PROBLEM STATEMENT:
Would you write out, word for word, each line of the records below from the top through the one holding "let stroops = to_stroops(amount)?;"?

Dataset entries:

####################

//! Per-statement operation assembly
//!
//! Each path resolves its identities and assets, fetches fresh account or
//! order book snapshots, and pushes operations in execution order. Nothing
//! here provisions a sequence number or signs.

use super::Engine;
use crate::amount::{format_amount, parse_amount, to_stroops};
use crate::assets::resolve_asset;
use crate::confirm::TransactionSummary;
use crate::errors::RequestError;
use crate::keys::PublicKey;
use crate::pricing::price_offer;
use crate::resolver::{resolve_destination, resolve_identity, resolve_source_wallet, Identity};
use crate::structured_logging::RequestContext;
use crate::trustline::has_trustline;
use crate::tx_builder::{Operation, TxBuilder};
use crate::types::{
    AmountKind, DataValue, OfferKind, OfferRequest, SendRequest, SetDataRequest,
    ShareAccountRequest,
};
use crate::wallet::Wallet;
use tracing::debug;

/// Operations ready for sequencing and signing
#[derive(Debug)]
pub struct Assembled<'w> {
    /// Wallet whose key signs and whose account is the transaction source
    pub wallet: &'w Wallet,
    pub builder: TxBuilder,
    pub summary: TransactionSummary,
}

/// Threshold after sharing: every signer, master included, must approve
pub fn share_threshold(new_signers: usize, existing_signers: usize) -> u32 {
    (1 + new_signers + existing_signers) as u32
}

fn destination_label(name: Option<&str>, identity: &Identity<'_>) -> String {
    match (name, identity) {
        (_, Identity::Local(wallet)) => wallet.to_string(),
        (Some(name), Identity::Address { address, .. }) if name.trim() != address.address() => {
            format!("{} ({})", name.trim(), address)
        }
        (_, Identity::Address { address, .. }) => address.address(),
    }
}

impl<'a> Engine<'a> {
    pub(super) async fn assemble_send(
        &self,
        req: &SendRequest,
        ctx: &RequestContext,
    ) -> Result<Assembled<'a>, RequestError> {
        let asset = resolve_asset(self.catalog, &req.currency, self.selector)?;
        let amount = parse_amount(&req.amount)?;
        let stroops = to_stroops(amount)?;

        let wallet = resolve_source_wallet(self.wallets, req.from.as_deref(), self.selector)?;
        let destination = resolve_destination(self.wallets, req.to.as_deref(), self.selector)?;
        let source_key = wallet.public_key();
        let dest_key = destination.public_key();
        ctx.logger.log_identity_resolved("source", &source_key.address());
        ctx.logger.log_identity_resolved("destination", &dest_key.address());

        let source_account = self
            .ledger
            .account(&source_key)
            .await?
            .ok_or_else(|| RequestError::SourceNotFunded(source_key.address()))?;
        let dest_account = self.ledger.account(&dest_key).await?;

        if !has_trustline(dest_account.as_ref(), &asset) {
            return Err(RequestError::DestinationUntrusted {
                destination: dest_key.address(),
                asset: asset.code().to_string(),
            });
        }

        let mut builder = TxBuilder::new(source_key).memo(destination.memo().cloned());
        let issues_asset = asset.issuer() == Some(&source_key);
        if !issues_asset && !has_trustline(Some(&source_account), &asset) {
            debug!(asset = %asset, "Source lacks trustline, extending trust first");
            builder.push(Operation::trust(asset.clone())?);
        }
        let transfer = Operation::transfer(dest_key, asset.clone(), stroops, dest_account.is_some())?;
        let op_name = transfer.name();
        builder.push(transfer);

        let mut summary = TransactionSummary::new()
            .row("Operation", op_name)
            .row("Amount", format!("{} {}", format_amount(amount), asset.code()))
            .row("Asset", &asset)
            .row("From", wallet)
            .row("To", destination_label(req.to.as_deref(), &destination));
        if let Some(memo) = destination.memo() {
            summary = summary.row("Memo", memo);
        }

        Ok(Assembled {
            wallet,
            builder,
            summary,
        })
    }

    pub(super) async fn assemble_share(
        &self,
        req: &ShareAccountRequest,
        ctx: &RequestContext,
    ) -> Result<Assembled<'a>, RequestError> {
        let wallet = resolve_source_wallet(self.wallets, Some(&req.account), self.selector)?;
        let account_key = wallet.public_key();
        let account = self
            .ledger
            .account(&account_key)
            .await?
            .ok_or_else(|| RequestError::SourceNotFunded(account_key.address()))?;

        let existing: Vec<&str> = account
            .additional_signers()
            .map(|s| s.key.as_str())
            .collect();

        let mut signers: Vec<PublicKey> = Vec::with_capacity(req.additional_signers.len());
        for name in &req.additional_signers {
            let key = resolve_identity(self.wallets, name, "signer")?.public_key();
            if key == account_key {
                return Err(RequestError::InvalidOperation(format!(
                    "'{}' is the account's own key",
                    name
                )));
            }
            if existing.contains(&key.address().as_str()) || signers.contains(&key) {
                return Err(RequestError::InvalidOperation(format!(
                    "'{}' is already a signer",
                    name
                )));
            }
            if self.ledger.account(&key).await?.is_none() {
                return Err(RequestError::SignerNotFunded(name.clone()));
            }
            ctx.logger.log_identity_resolved("signer", &key.address());
            signers.push(key);
        }
        if signers.is_empty() {
            return Err(RequestError::InvalidOperation(
                "no additional signers given".to_string(),
            ));
        }

        let threshold = share_threshold(signers.len(), existing.len());
        let mut builder = TxBuilder::new(account_key);
        for key in &signers {
            builder.push(Operation::add_signer(*key, 1));
        }
        builder.push(Operation::set_weights(threshold)?);

        let signer_list = signers
            .iter()
            .map(|k| k.address())
            .collect::<Vec<_>>()
            .join("\n");
        let summary = TransactionSummary::new()
            .row("Account", wallet)
            .row("New signers", signer_list)
            .row("Existing signers", existing.len())
            .row("Threshold", threshold);

        Ok(Assembled {
            wallet,
            builder,
            summary,
        })
    }

    pub(super) async fn assemble_set_data(
        &self,
        req: &SetDataRequest,
        ctx: &RequestContext,
    ) -> Result<Assembled<'a>, RequestError> {
        let wallet = resolve_source_wallet(self.wallets, req.account.as_deref(), self.selector)?;
        ctx.logger
            .log_identity_resolved("source", &wallet.public_key().address());

        // Read every value first so a failing file leaves nothing assembled
        let mut values: Vec<(&str, Vec<u8>, String)> = Vec::with_capacity(req.entries.len());
        for entry in &req.entries {
            let (bytes, shown) = match &entry.value {
                DataValue::Literal(text) => (text.as_bytes().to_vec(), text.clone()),
                DataValue::File(path) => {
                    let bytes = tokio::fs::read(path).await.map_err(|source| {
                        RequestError::DataFile {
                            path: path.clone(),
                            source,
                        }
                    })?;
                    let shown = format!("{} bytes from {}", bytes.len(), path.display());
                    (bytes, shown)
                }
            };
            values.push((entry.key.as_str(), bytes, shown));
        }

        let mut builder = TxBuilder::new(wallet.public_key());
        let mut summary = TransactionSummary::new().row("Account", wallet);
        for (key, bytes, shown) in values {
            let shown = if bytes.is_empty() {
                "(delete)".to_string()
            } else {
                shown
            };
            builder.push(Operation::manage_data(key, bytes)?);
            summary = summary.row(key, shown);
        }

        Ok(Assembled {
            wallet,
            builder,
            summary,
        })
    }

    pub(super) async fn assemble_offer(
        &self,
        req: &OfferRequest,
        ctx: &RequestContext,
    ) -> Result<Assembled<'a>, RequestError> {
        let wallet = resolve_source_wallet(self.wallets, req.account.as_deref(), self.selector)?;
        ctx.logger
            .log_identity_resolved("source", &wallet.public_key().address());
        let buying = resolve_asset(self.catalog, &req.buying, self.selector)?;
        let selling = resolve_asset(self.catalog, &req.selling, self.selector)?;
        if buying == selling {
            return Err(RequestError::InvalidOperation(format!(
                "cannot trade {} for itself",
                buying.code()
            )));
        }

        let terms = price_offer(self.ledger.as_ref(), req, &selling, &buying).await?;
        let amount = format_amount(terms.amount);
        if terms.discovered {
            ctx.logger
                .log_price_discovered(selling.code(), buying.code(), &terms.quoted_price, &amount);
        }

        let mut builder = TxBuilder::new(wallet.public_key());
        builder.push(Operation::sell_offer(
            selling.clone(),
            buying.clone(),
            to_stroops(terms.amount)?,
            terms.price,
        ));

        let amount_descr = match (req.kind, req.amount_kind) {
            (OfferKind::Buy, AmountKind::Buying) if terms.discovered => format!(
                "{} {} = {} {}",
                req.amount.trim(),
                buying.code(),
                amount,
                selling.code()
            ),
            _ => format!("{} {}", amount, selling.code()),
        };
        let summary = TransactionSummary::new()
            .row("Account", wallet)
            .row("Amount", amount_descr)
            .row("Buying", &buying)
            .row("Selling", &selling)
            .row("Price", format!("{} ({})", terms.quoted_price, terms.price));

        Ok(Assembled {
            wallet,
            builder,
            summary,
        })
    }
}
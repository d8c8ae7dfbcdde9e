use anyhow::{Context, Result};
use serde::{Deserialize, Serialize};
use std::path::PathBuf;

use crate::utils::find_executable;
use crate::SubgenError;

/// Configuration for a batch run.
///
/// Read once when a batch starts and never mutated during a run. Tool paths
/// are taken as given here; `Config::default` fills them from a PATH lookup
/// but callers are free to override.
#[derive(Debug, Clone, Serialize, Deserialize)]
pub struct Config {
    /// Directory audio and subtitle artifacts are written into
    pub output_dir: PathBuf,

    /// Cookies file handed to yt-dlp when `use_cookies` is set
    pub cookies_file: Option<PathBuf>,

    /// Pass the cookies file to yt-dlp (only if it exists on disk)
    pub use_cookies: bool,

    /// yt-dlp binary
    pub yt_dlp_path: PathBuf,

    /// Directory containing ffmpeg, passed via --ffmpeg-location
    pub ffmpeg_location: PathBuf,

    /// whisper-cli binary
    pub whisper_bin: PathBuf,

    /// whisper.cpp model file
    pub whisper_model: PathBuf,

    /// Transcription language code
    pub language: String,

    /// Thread-count hint for whisper-cli
    pub threads: u32,

    /// Parallel-decode hint for whisper-cli
    pub processors: u32,
}

impl Default for Config {
    fn default() -> Self {
        let downloads = dirs::download_dir().unwrap_or_else(|| PathBuf::from("."));
        let ffmpeg = find_executable("ffmpeg");
        let ffmpeg_location = ffmpeg
            .parent()
            .map(|p| p.to_path_buf())
            .unwrap_or_else(|| PathBuf::from("/usr/local/bin"));

        Self {
            output_dir: downloads.join("subtitles"),
            cookies_file: Some(downloads.join("youtube-cookies.txt")),
            use_cookies: true,
            yt_dlp_path: find_executable("yt-dlp"),
            ffmpeg_location,
            whisper_bin: PathBuf::from("/tmp/whisper.cpp/build/bin/whisper-cli"),
            whisper_model: PathBuf::from("/tmp/whisper.cpp/models/ggml-base-q5_1.bin"),
            language: "zh".to_string(),
            threads: 16,
            processors: 1,
        }
    }
}

impl Config {
    /// Load configuration from file or create default
    pub fn load() -> Result<Self> {
        let config_path = Self::config_path()?;

        if config_path.exists() {
            let content =
                fs_err::read_to_string(&config_path).context("Failed to read config file")?;

            let config: Config =
                serde_yaml::from_str(&content).context("Failed to parse config file")?;

            Ok(config)
        } else {
            let config = Self::default();
            config.save()?;
            Ok(config)
        }
    }

    /// Save configuration to file
    pub fn save(&self) -> Result<()> {
        let config_path = Self::config_path()?;

        if let Some(parent) = config_path.parent() {
            fs_err::create_dir_all(parent)?;
        }

        let content = serde_yaml::to_string(self).context("Failed to serialize config")?;

        fs_err::write(&config_path, content).context("Failed to write config file")?;

        Ok(())
    }

    /// Get configuration file path
    fn config_path() -> Result<PathBuf> {
        // First try current directory for easy testing
        let local_config = PathBuf::from("config.yaml");
        if local_config.exists() {
            return Ok(local_config);
        }

        let config_dir = dirs::config_dir().context("Could not determine config directory")?;

        Ok(config_dir.join("subgen").join("config.yaml"))
    }

    /// Validate configuration before a batch starts.
    ///
    /// Invalid config aborts the batch attempt before any process is spawned.
    pub fn validate(&self) -> std::result::Result<(), SubgenError> {
        if self.output_dir.as_os_str().is_empty() {
            return Err(SubgenError::ConfigInvalid(
                "output directory is not set".to_string(),
            ));
        }

        if self.yt_dlp_path.as_os_str().is_empty() {
            return Err(SubgenError::ConfigInvalid(
                "yt-dlp path is not set".to_string(),
            ));
        }

        if !self.whisper_bin.exists() {
            return Err(SubgenError::ConfigInvalid(format!(
                "whisper binary does not exist: {}",
                self.whisper_bin.display()
            )));
        }

        if !self.whisper_model.exists() {
            return Err(SubgenError::ConfigInvalid(format!(
                "whisper model does not exist: {}",
                self.whisper_model.display()
            )));
        }

        Ok(())
    }

    /// Display current configuration
    pub fn display(&self) {
        println!("Current Configuration:");
        println!("  Output Directory: {}", self.output_dir.display());
        if let Some(cookies) = &self.cookies_file {
            println!("  Cookies File: {} (enabled: {})", cookies.display(), self.use_cookies);
        }
        println!("  yt-dlp: {}", self.yt_dlp_path.display());
        println!("  ffmpeg Location: {}", self.ffmpeg_location.display());
        println!("  Whisper Binary: {}", self.whisper_bin.display());
        println!("  Whisper Model: {}", self.whisper_model.display());
        println!("  Language: {}", self.language);
        println!("  Threads: {}", self.threads);
        println!("  Processors: {}", self.processors);
    }
}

####################

RESULT:
//! Per-statement operation assembly
//!
//! Each path resolves its identities and assets, fetches fresh account or
//! order book snapshots, and pushes operations in execution order. Nothing
//! here provisions a sequence number or signs.

use super::Engine;
use crate::amount::{format_amount, parse_amount, to_stroops};
use crate::assets::resolve_asset;
use crate::confirm::TransactionSummary;
use crate::errors::RequestError;
use crate::keys::PublicKey;
use crate::pricing::price_offer;
use crate::resolver::{resolve_destination, resolve_identity, resolve_source_wallet, Identity};
use crate::structured_logging::RequestContext;
use crate::trustline::has_trustline;
use crate::tx_builder::{Operation, TxBuilder};
use crate::types::{
    AmountKind, DataValue, OfferKind, OfferRequest, SendRequest, SetDataRequest,
    ShareAccountRequest,
};
use crate::wallet::Wallet;
use tracing::debug;

/// Operations ready for sequencing and signing
#[derive(Debug)]
pub struct Assembled<'w> {
    /// Wallet whose key signs and whose account is the transaction source
    pub wallet: &'w Wallet,
    pub builder: TxBuilder,
    pub summary: TransactionSummary,
}

/// Threshold after sharing: every signer, master included, must approve
pub fn share_threshold(new_signers: usize, existing_signers: usize) -> u32 {
    (1 + new_signers + existing_signers) as u32
}

fn destination_label(name: Option<&str>, identity: &Identity<'_>) -> String {
    match (name, identity) {
        (_, Identity::Local(wallet)) => wallet.to_string(),
        (Some(name), Identity::Address { address, .. }) if name.trim() != address.address() => {
            format!("{} ({})", name.trim(), address)
        }
        (_, Identity::Address { address, .. }) => address.address(),
    }
}

impl<'a> Engine<'a> {
    pub(super) async fn assemble_send(
        &self,
        req: &SendRequest,
        ctx: &RequestContext,
    ) -> Result<Assembled<'a>, RequestError> {
        let asset = resolve_asset(self.catalog, &req.currency, self.selector)?;
        let amount = parse_amount(&req.amount)?;
        let stroops = to_stroops(amount)?;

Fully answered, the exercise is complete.